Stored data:
-- Opening Marker --

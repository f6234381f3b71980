// SPDX-License-Identifier: AGPL-3.0-only

//! Elink fan-out.
//!
//! The router runs inside the DMA thread's block handler. It reads the
//! elink field of each block header and pushes the block address into the
//! matching pipeline's queue. It never blocks: full queues and unknown
//! elinks are counted.

use crate::error::{FlxError, Result};
use crate::link::LinkSender;
use crate::ring::BlockAddress;
use std::collections::HashMap;
use std::sync::atomic::{AtomicU64, Ordering};
use std::sync::Arc;

/// Maps elink tags to pipeline queues.
#[derive(Debug, Default)]
pub struct ElinkRouter {
    routes: HashMap<u16, LinkSender>,
    unexpected: Arc<AtomicU64>,
}

impl ElinkRouter {
    /// Empty router.
    pub fn new() -> Self {
        Self::default()
    }

    /// Route blocks tagged `tag` to `sender`.
    ///
    /// # Errors
    ///
    /// Returns [`FlxError::Configuration`] if `tag` already has a route.
    pub fn add_route(&mut self, tag: u16, sender: LinkSender) -> Result<()> {
        if self.routes.contains_key(&tag) {
            return Err(FlxError::configuration(format!(
                "elink {tag:#x} registered twice"
            )));
        }
        self.routes.insert(tag, sender);
        Ok(())
    }

    /// Number of routes.
    pub fn len(&self) -> usize {
        self.routes.len()
    }

    /// Whether no route is registered.
    pub fn is_empty(&self) -> bool {
        self.routes.is_empty()
    }

    /// Registered tags, sorted.
    pub fn tags(&self) -> Vec<u16> {
        let mut tags: Vec<u16> = self.routes.keys().copied().collect();
        tags.sort_unstable();
        tags
    }

    /// Check that one route exists per enabled link.
    ///
    /// # Errors
    ///
    /// Returns [`FlxError::ElinkInconsistency`] on a count mismatch.
    pub fn check_link_count(&self, enabled: usize) -> Result<()> {
        if self.routes.len() == enabled {
            Ok(())
        } else {
            Err(FlxError::ElinkInconsistency {
                enabled,
                registered: self.routes.len(),
            })
        }
    }

    /// Counter of blocks with no route or no valid header.
    pub fn unexpected_counter(&self) -> Arc<AtomicU64> {
        Arc::clone(&self.unexpected)
    }

    /// Dispatch one block. Returns `true` if it was queued.
    #[inline]
    pub fn route(&mut self, block: BlockAddress) -> bool {
        let sender = block
            .header()
            .and_then(|h| self.routes.get_mut(&h.elink));
        match sender {
            Some(sender) => sender.enqueue(block),
            None => {
                self.unexpected.fetch_add(1, Ordering::Relaxed);
                false
            }
        }
    }
}

#[cfg(test)]
mod tests {
    use super::*;
    use crate::assemble::CountingHandler;
    use crate::link::{LinkIds, LinkPipeline};
    use crate::parser::CrcErrorPolicy;
    use flx_format::block::BlockHeader;
    use std::time::{Duration, Instant};

    fn block(elink: u16) -> Vec<u8> {
        let mut b = vec![0u8; 1024];
        b[..4].copy_from_slice(&BlockHeader { elink, seqnum: 0 }.encode().to_le_bytes());
        b
    }

    #[test]
    fn routes_by_elink() {
        let mut a = LinkPipeline::new(LinkIds::new(0, 0, 0).unwrap(), 4, CountingHandler::new());
        let mut b = LinkPipeline::new(LinkIds::new(0, 0, 1).unwrap(), 4, CountingHandler::new());
        let mut router = ElinkRouter::new();
        router.add_route(a.tag(), a.sender().unwrap()).unwrap();
        router.add_route(b.tag(), b.sender().unwrap()).unwrap();
        assert_eq!(router.tags(), [0, 64]);
        router.check_link_count(2).unwrap();

        let blocks = [block(0), block(64), block(64), block(5)];
        let mut junk = block(0);
        junk[3] = 0;
        for (i, data) in blocks.iter().chain(std::iter::once(&junk)).enumerate() {
            // SAFETY: blocks outlive the router.
            router.route(unsafe { BlockAddress::from_slice(data, i as u64) });
        }
        assert_eq!(router.unexpected_counter().load(Ordering::Relaxed), 2);

        for p in [&mut a, &mut b] {
            p.conf(1024, false, CrcErrorPolicy::DropChunk).unwrap();
            p.start().unwrap();
        }
        let deadline = Instant::now() + Duration::from_secs(5);
        while a.stats().snapshot().blocks < 1 || b.stats().snapshot().blocks < 2 {
            assert!(Instant::now() < deadline);
            std::thread::sleep(Duration::from_millis(1));
        }
        a.stop().unwrap();
        b.stop().unwrap();
        assert_eq!(a.info().counts.blocks, 1);
        assert_eq!(b.info().counts.blocks, 2);
    }

    #[test]
    fn duplicate_route_rejected() {
        let mut a = LinkPipeline::new(LinkIds::new(0, 0, 0).unwrap(), 4, CountingHandler::new());
        let mut b = LinkPipeline::new(LinkIds::new(0, 0, 0).unwrap(), 4, CountingHandler::new());
        let mut router = ElinkRouter::new();
        router.add_route(a.tag(), a.sender().unwrap()).unwrap();
        assert!(matches!(
            router.add_route(b.tag(), b.sender().unwrap()),
            Err(FlxError::Configuration { .. })
        ));
        assert!(matches!(
            router.check_link_count(2),
            Err(FlxError::ElinkInconsistency { enabled: 2, registered: 1 })
        ));
    }
}
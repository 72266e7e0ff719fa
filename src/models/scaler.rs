//! Feature scaling applied before inference

use crate::error::{AqiError, Result};
use serde::{Deserialize, Serialize};
use std::path::Path;

/// Transform fitted at training time and replayed on every request.
pub trait Scaler: Send + Sync {
    /// Scale a feature vector. Fails if the vector has the wrong width.
    fn transform(&self, features: &[f64]) -> Result<Vec<f64>>;

    /// Number of features the scaler was fitted on.
    fn n_features(&self) -> usize;
}

/// Standardization scaler: `(x - mean) / scale` per feature.
///
/// Serialized as `{"mean": [...], "scale": [...]}`, the fitted `mean_` and
/// `scale_` attributes of a standard scaler.
#[derive(Debug, Clone, PartialEq, Serialize, Deserialize)]
pub struct StandardScaler {
    pub mean: Vec<f64>,
    pub scale: Vec<f64>,
}

impl StandardScaler {
    pub fn new(mean: Vec<f64>, scale: Vec<f64>) -> Result<Self> {
        if mean.len() != scale.len() {
            return Err(AqiError::Transform(format!(
                "mean has {} entries but scale has {}",
                mean.len(),
                scale.len()
            )));
        }
        Ok(Self { mean, scale })
    }

    /// Scaler that leaves features unchanged.
    pub fn identity(n_features: usize) -> Self {
        Self {
            mean: vec![0.0; n_features],
            scale: vec![1.0; n_features],
        }
    }

    /// Load a scaler from a JSON file.
    pub fn from_file<P: AsRef<Path>>(path: P) -> Result<Self> {
        let path = path.as_ref();
        let display = path.display().to_string();

        let raw = std::fs::read_to_string(path).map_err(|e| AqiError::artifact(&display, e))?;
        let parsed: StandardScaler =
            serde_json::from_str(&raw).map_err(|e| AqiError::artifact(&display, e))?;

        Self::new(parsed.mean, parsed.scale).map_err(|e| AqiError::artifact(display, e))
    }
}

impl Scaler for StandardScaler {
    fn transform(&self, features: &[f64]) -> Result<Vec<f64>> {
        if features.len() != self.mean.len() {
            return Err(AqiError::Transform(format!(
                "expected {} features, got {}",
                self.mean.len(),
                features.len()
            )));
        }

        Ok(features
            .iter()
            .zip(self.mean.iter().zip(&self.scale))
            .map(|(x, (mean, scale))| {
                // Constant features are fitted with a zero scale; leave them centred only.
                let scale = if *scale == 0.0 { 1.0 } else { *scale };
                (x - mean) / scale
            })
            .collect())
    }

    fn n_features(&self) -> usize {
        self.mean.len()
    }
}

-- Closing Marker --

WHAT IS BEING ASKED. The answer must hold only the lines from the first line of the data through the line bearing "use crate::ring::BlockAddress;", returned exactly.

RESPONSE.
repository f6234381f3b71980
// SPDX-License-Identifier: AGPL-3.0-only

//! Elink fan-out.
//!
//! The router runs inside the DMA thread's block handler. It reads the
//! elink field of each block header and pushes the block address into the
//! matching pipeline's queue. It never blocks: full queues and unknown
//! elinks are counted.

use crate::error::{FlxError, Result};
use crate::link::LinkSender;
use crate::ring::BlockAddress;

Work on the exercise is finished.